Analysis took place via light microscopy at 20x magnification with an Olympus BX43 light microscope (Tokyo, Japan). Manual counts of nerve fibers were performed by an experienced lab member who was blinded to the experiment. This manual count was performed on four separate representative slides for each animal.

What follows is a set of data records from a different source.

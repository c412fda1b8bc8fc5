//! Cross-thread atomic state snapshot
//!
//! A set of independently-atomic scalars written by the session and audio
//! threads and read by the UI at frame rate. There is deliberately no
//! group consistency: each field is last-writer-wins on its own, and a
//! reader may observe a torn view across fields written in the same
//! update cycle. Keeping the fields independent is what keeps every
//! access lock-free.

use std::sync::atomic::{AtomicBool, AtomicI32, AtomicU32, Ordering};

/// Atomic f32 stored as raw bits in an `AtomicU32`.
pub struct AtomicF32(AtomicU32);

impl AtomicF32 {
    pub const fn new(value: f32) -> Self {
        Self(AtomicU32::new(value.to_bits()))
    }

    pub fn load(&self, order: Ordering) -> f32 {
        f32::from_bits(self.0.load(order))
    }

    pub fn store(&self, value: f32, order: Ordering) {
        self.0.store(value.to_bits(), order);
    }
}

/// Shared scalar state for high-frequency reads without any mutex.
///
/// Writers: the session thread publishes timing fields after each protocol
/// step; the audio thread publishes peak levels and transient results once
/// per block. The UI thread only reads (except the sensitivity threshold,
/// which it owns).
pub struct AtomicSnapshot {
    // Session timing (session thread writes)
    pub bpm: AtomicF32,
    pub bpi: AtomicI32,
    pub interval_position: AtomicI32,
    pub interval_length: AtomicI32,
    pub beat_position: AtomicI32,

    // Peak levels (audio thread writes)
    pub master_peak_left: AtomicF32,
    pub master_peak_right: AtomicF32,
    pub local_peak_left: AtomicF32,
    pub local_peak_right: AtomicF32,

    // Transient feedback (audio thread writes, UI consumes)
    pub transient_detected: AtomicBool,
    pub transient_beat_offset: AtomicF32,

    // Detection sensitivity (UI writes, audio reads)
    pub transient_threshold: AtomicF32,
}

impl AtomicSnapshot {
    pub fn new() -> Self {
        Self {
            bpm: AtomicF32::new(0.0),
            bpi: AtomicI32::new(0),
            interval_position: AtomicI32::new(0),
            interval_length: AtomicI32::new(0),
            beat_position: AtomicI32::new(0),
            master_peak_left: AtomicF32::new(0.0),
            master_peak_right: AtomicF32::new(0.0),
            local_peak_left: AtomicF32::new(0.0),
            local_peak_right: AtomicF32::new(0.0),
            transient_detected: AtomicBool::new(false),
            transient_beat_offset: AtomicF32::new(0.0),
            transient_threshold: AtomicF32::new(crate::constants::DEFAULT_TRANSIENT_THRESHOLD),
        }
    }

    /// Publish session timing after a protocol step (session thread only).
    pub fn publish_timing(&self, bpm: f32, bpi: i32, position: i32, length: i32, beat: i32) {
        self.bpm.store(bpm, Ordering::Relaxed);
        self.bpi.store(bpi, Ordering::Relaxed);
        self.interval_position.store(position, Ordering::Relaxed);
        self.interval_length.store(length, Ordering::Relaxed);
        self.beat_position.store(beat, Ordering::Relaxed);
    }

    /// Publish a detected transient (audio thread only).
    ///
    /// The offset is stored before the flag is released so a reader that
    /// observes the flag sees the matching offset.
    pub fn publish_transient(&self, beat_offset: f32) {
        self.transient_beat_offset.store(beat_offset, Ordering::Relaxed);
        self.transient_detected.store(true, Ordering::Release);
    }

    /// Consume the pending transient, if any (UI thread only).
    pub fn take_transient(&self) -> Option<f32> {
        if self.transient_detected.load(Ordering::Acquire) {
            let offset = self.transient_beat_offset.load(Ordering::Relaxed);
            self.transient_detected.store(false, Ordering::Release);
            Some(offset)
        } else {
            None
        }
    }
}

impl Default for AtomicSnapshot {
    fn default() -> Self {
        Self::new()
    }
}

Fluorescent microscopy was performed at 20x magnification via Nikon Microphot FXA fluorescent microscope (Tokyo, Japan). Fluorescent microscopic images were then converted to digital images for quantification purposes. At 20x magnification, manual counts were performed by an experienced lab member to quantify the number of axonal fibers per 72 µm² square boxes33. This lab member was blinded to the experimental groups. The overall nerve architecture, quality, and quantity of the regenerated nerve fibers was assessed for each slide. This manual count was multiplied by the number of square boxes represented within the cross-sectional image to obtain an estimation of the total fibers present33. This was divided by the square area in µm to obtain nerve density measurement (axonal fibers/µm²). This value was determined for all the animals in our experimental groups and a mean was calculated for each cohort for direct comparative analysis.

Nerve functional analysis

At identical time-points to performance of electrophysiological testing (3, 5, 7, 9, 11, and 13-weeks), functional analysis of whisker movements was performed51,52. Each individual animal was recorded in a transparent holding container for 30–60 seconds as needed to obtain prolonged assessment of vibrissal movement. As previously described, whisker movements were staged via a 4-point scale (0, no whisker movement, 1, slight whisker movement, 2, slow movement, 3, rapid movement undistinguishable from contralateral side)52. Eye movements were also staged via a 4-point scale (0, no perceptible motion, 1, muscle contraction but no perceptible motion, 2, incomplete eye closure, and 3, complete eye closure). Eye symmetry (0, asymmetric, 1, normal) and vibrissae symmetry at rest (0, asymmetric, 1, normal) were also assessed. At the end of the experiment, three blinded observers were asked to grade the whisker movements at random time-points to reduce likelihood of bias.

Statistical analysis

Statistical analysis was performed via SPSS version 22 software (IBM; Armonk, NY). All results for quantitative analysis was reported as mean with standard deviation (error bars) represented. Power analysis was performed to determine the minimum sample size for α = 0.05, with a two-tailed t-test at a statistical power of 80 percent. Therefore, n = 6 per group was chosen to permit detection of differences in two means which, based on the literature, would be reasonable to expect of results from this experiment. Histomorphometric data was analyzed via student’s t-test and analysis of variations (ANOVA). All statistical tests of significance were two-sided with α of 0.05.